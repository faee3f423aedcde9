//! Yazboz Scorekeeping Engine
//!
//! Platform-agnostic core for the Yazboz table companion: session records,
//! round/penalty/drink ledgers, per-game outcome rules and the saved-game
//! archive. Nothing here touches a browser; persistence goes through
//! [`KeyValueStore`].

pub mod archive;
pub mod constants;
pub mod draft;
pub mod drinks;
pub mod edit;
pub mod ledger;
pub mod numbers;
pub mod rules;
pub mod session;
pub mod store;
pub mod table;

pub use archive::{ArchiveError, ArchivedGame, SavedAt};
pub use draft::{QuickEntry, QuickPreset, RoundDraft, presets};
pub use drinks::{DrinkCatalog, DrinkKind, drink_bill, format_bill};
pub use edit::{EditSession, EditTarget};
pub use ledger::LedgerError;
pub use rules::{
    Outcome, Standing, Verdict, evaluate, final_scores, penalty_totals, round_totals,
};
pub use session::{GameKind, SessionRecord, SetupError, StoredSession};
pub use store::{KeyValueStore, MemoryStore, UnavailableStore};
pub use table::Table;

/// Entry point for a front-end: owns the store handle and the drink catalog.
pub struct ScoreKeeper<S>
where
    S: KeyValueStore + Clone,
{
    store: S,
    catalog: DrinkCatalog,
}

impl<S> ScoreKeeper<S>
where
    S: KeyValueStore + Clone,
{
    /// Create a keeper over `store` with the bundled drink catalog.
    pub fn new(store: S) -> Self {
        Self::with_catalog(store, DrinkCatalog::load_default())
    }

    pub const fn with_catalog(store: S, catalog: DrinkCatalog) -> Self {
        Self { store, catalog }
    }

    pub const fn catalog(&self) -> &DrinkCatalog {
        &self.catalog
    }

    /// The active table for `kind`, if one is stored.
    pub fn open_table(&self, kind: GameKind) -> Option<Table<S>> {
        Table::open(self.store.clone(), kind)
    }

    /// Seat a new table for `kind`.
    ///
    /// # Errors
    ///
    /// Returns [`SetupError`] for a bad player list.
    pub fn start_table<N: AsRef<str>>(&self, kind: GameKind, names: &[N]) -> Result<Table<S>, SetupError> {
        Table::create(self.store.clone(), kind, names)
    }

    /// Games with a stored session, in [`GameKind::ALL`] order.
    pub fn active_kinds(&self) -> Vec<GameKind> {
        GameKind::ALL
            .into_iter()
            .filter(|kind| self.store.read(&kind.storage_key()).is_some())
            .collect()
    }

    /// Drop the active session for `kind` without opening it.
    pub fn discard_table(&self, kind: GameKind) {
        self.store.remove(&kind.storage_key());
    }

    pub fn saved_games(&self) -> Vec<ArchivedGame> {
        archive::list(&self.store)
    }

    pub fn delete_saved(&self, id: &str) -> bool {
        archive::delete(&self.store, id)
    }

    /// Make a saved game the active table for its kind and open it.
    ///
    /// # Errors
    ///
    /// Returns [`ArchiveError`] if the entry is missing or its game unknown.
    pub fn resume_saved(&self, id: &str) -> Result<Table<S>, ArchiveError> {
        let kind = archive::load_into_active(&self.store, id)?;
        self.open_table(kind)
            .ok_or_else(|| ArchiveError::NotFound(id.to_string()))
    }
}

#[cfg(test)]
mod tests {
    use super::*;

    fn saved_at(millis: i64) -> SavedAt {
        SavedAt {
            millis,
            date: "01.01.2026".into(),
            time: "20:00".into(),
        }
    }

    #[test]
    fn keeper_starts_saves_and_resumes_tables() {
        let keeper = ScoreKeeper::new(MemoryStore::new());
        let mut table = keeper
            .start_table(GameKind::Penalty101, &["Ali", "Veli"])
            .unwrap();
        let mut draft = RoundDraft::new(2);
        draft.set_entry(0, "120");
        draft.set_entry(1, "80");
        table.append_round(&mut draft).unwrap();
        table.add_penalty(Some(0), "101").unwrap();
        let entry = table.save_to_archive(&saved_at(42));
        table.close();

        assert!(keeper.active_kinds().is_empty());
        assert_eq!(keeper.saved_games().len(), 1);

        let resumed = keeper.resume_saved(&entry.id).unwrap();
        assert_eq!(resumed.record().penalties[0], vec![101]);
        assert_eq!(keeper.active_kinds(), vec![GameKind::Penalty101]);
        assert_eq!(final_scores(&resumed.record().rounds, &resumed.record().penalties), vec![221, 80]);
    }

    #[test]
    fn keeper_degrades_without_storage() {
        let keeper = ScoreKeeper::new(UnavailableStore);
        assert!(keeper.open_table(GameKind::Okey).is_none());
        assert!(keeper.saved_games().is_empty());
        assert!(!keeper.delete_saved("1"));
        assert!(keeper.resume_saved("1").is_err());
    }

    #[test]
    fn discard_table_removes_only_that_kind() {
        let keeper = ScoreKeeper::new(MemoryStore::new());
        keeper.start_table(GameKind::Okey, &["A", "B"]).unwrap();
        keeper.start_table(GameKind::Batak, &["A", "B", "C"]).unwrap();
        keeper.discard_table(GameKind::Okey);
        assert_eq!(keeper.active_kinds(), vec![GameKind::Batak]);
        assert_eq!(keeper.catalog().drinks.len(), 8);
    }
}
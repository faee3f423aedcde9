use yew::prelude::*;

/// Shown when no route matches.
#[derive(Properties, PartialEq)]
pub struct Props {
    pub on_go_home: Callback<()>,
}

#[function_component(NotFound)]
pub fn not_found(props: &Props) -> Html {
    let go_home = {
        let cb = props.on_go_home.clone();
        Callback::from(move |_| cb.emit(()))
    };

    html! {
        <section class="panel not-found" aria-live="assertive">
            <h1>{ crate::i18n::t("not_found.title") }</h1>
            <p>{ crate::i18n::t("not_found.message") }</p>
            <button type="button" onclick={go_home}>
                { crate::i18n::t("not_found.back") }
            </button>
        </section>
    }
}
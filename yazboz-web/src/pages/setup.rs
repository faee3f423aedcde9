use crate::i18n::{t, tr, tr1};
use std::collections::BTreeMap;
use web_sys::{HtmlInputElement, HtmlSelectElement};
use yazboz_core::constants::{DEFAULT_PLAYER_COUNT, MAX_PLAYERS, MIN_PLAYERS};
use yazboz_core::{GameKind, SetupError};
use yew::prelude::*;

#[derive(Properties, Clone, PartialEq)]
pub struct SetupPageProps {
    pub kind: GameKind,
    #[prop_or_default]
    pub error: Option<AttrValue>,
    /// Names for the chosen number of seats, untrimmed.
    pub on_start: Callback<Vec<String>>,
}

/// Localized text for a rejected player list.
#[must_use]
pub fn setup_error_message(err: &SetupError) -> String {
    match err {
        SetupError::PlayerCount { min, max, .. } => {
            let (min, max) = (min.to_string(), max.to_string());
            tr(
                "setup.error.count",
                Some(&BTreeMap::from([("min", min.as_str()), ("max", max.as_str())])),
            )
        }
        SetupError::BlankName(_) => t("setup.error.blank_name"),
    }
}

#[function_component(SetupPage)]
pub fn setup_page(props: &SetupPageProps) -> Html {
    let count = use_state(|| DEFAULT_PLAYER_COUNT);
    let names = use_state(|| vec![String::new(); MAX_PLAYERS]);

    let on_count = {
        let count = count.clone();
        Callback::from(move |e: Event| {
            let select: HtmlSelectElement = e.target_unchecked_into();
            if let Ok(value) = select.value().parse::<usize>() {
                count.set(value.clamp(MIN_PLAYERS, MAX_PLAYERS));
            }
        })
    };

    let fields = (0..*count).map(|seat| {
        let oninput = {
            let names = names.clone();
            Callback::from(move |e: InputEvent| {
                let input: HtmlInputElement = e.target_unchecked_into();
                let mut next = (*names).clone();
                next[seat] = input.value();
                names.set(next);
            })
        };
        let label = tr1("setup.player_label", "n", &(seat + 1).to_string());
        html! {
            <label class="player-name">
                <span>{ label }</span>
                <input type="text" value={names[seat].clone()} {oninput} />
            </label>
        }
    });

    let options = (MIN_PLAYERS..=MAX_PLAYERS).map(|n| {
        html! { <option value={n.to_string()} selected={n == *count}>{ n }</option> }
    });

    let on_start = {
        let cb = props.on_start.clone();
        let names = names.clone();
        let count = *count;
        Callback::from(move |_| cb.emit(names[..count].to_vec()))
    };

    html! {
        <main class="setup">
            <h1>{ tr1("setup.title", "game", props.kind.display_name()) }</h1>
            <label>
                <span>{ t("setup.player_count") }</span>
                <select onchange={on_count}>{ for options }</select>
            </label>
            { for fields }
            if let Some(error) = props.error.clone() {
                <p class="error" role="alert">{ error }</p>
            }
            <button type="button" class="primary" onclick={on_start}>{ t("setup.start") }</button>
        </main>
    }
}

What is being asked
Look through the listing, and copy each line in which the string "label" turns up.

Result for this exercise
        let label = tr1("setup.player_label", "n", &(seat + 1).to_string());
            <label class="player-name">
                <span>{ label }</span>
            </label>
            <label>
            </label>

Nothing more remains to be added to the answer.